TRY IT:
Restate the entries below word for word, omitting nothing.

GIVEN INFORMATION:
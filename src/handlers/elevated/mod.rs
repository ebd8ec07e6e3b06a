// handlers/elevated/mod.rs - Elevated handlers (admin permissions required)
//
// Catalogue-wide mutation. `authenticate` checks `patch:games` or
// `delete:games` before the user is provisioned, so a caller without the
// permission is rejected without touching the store.

pub mod games;

pub use games::destroy as games_destroy;
pub use games::update as games_update;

RESPONSE TO THIS TASK:
filename src/handlers/elevated/mod.rs
repository ebd8ec07e6e3b06a
// handlers/elevated/mod.rs - Elevated handlers (admin permissions required)
//
// Catalogue-wide mutation. `authenticate` checks `patch:games` or
// `delete:games` before the user is provisioned, so a caller without the
// permission is rejected without touching the store.

pub mod games;

pub use games::destroy as games_destroy;
pub use games::update as games_update;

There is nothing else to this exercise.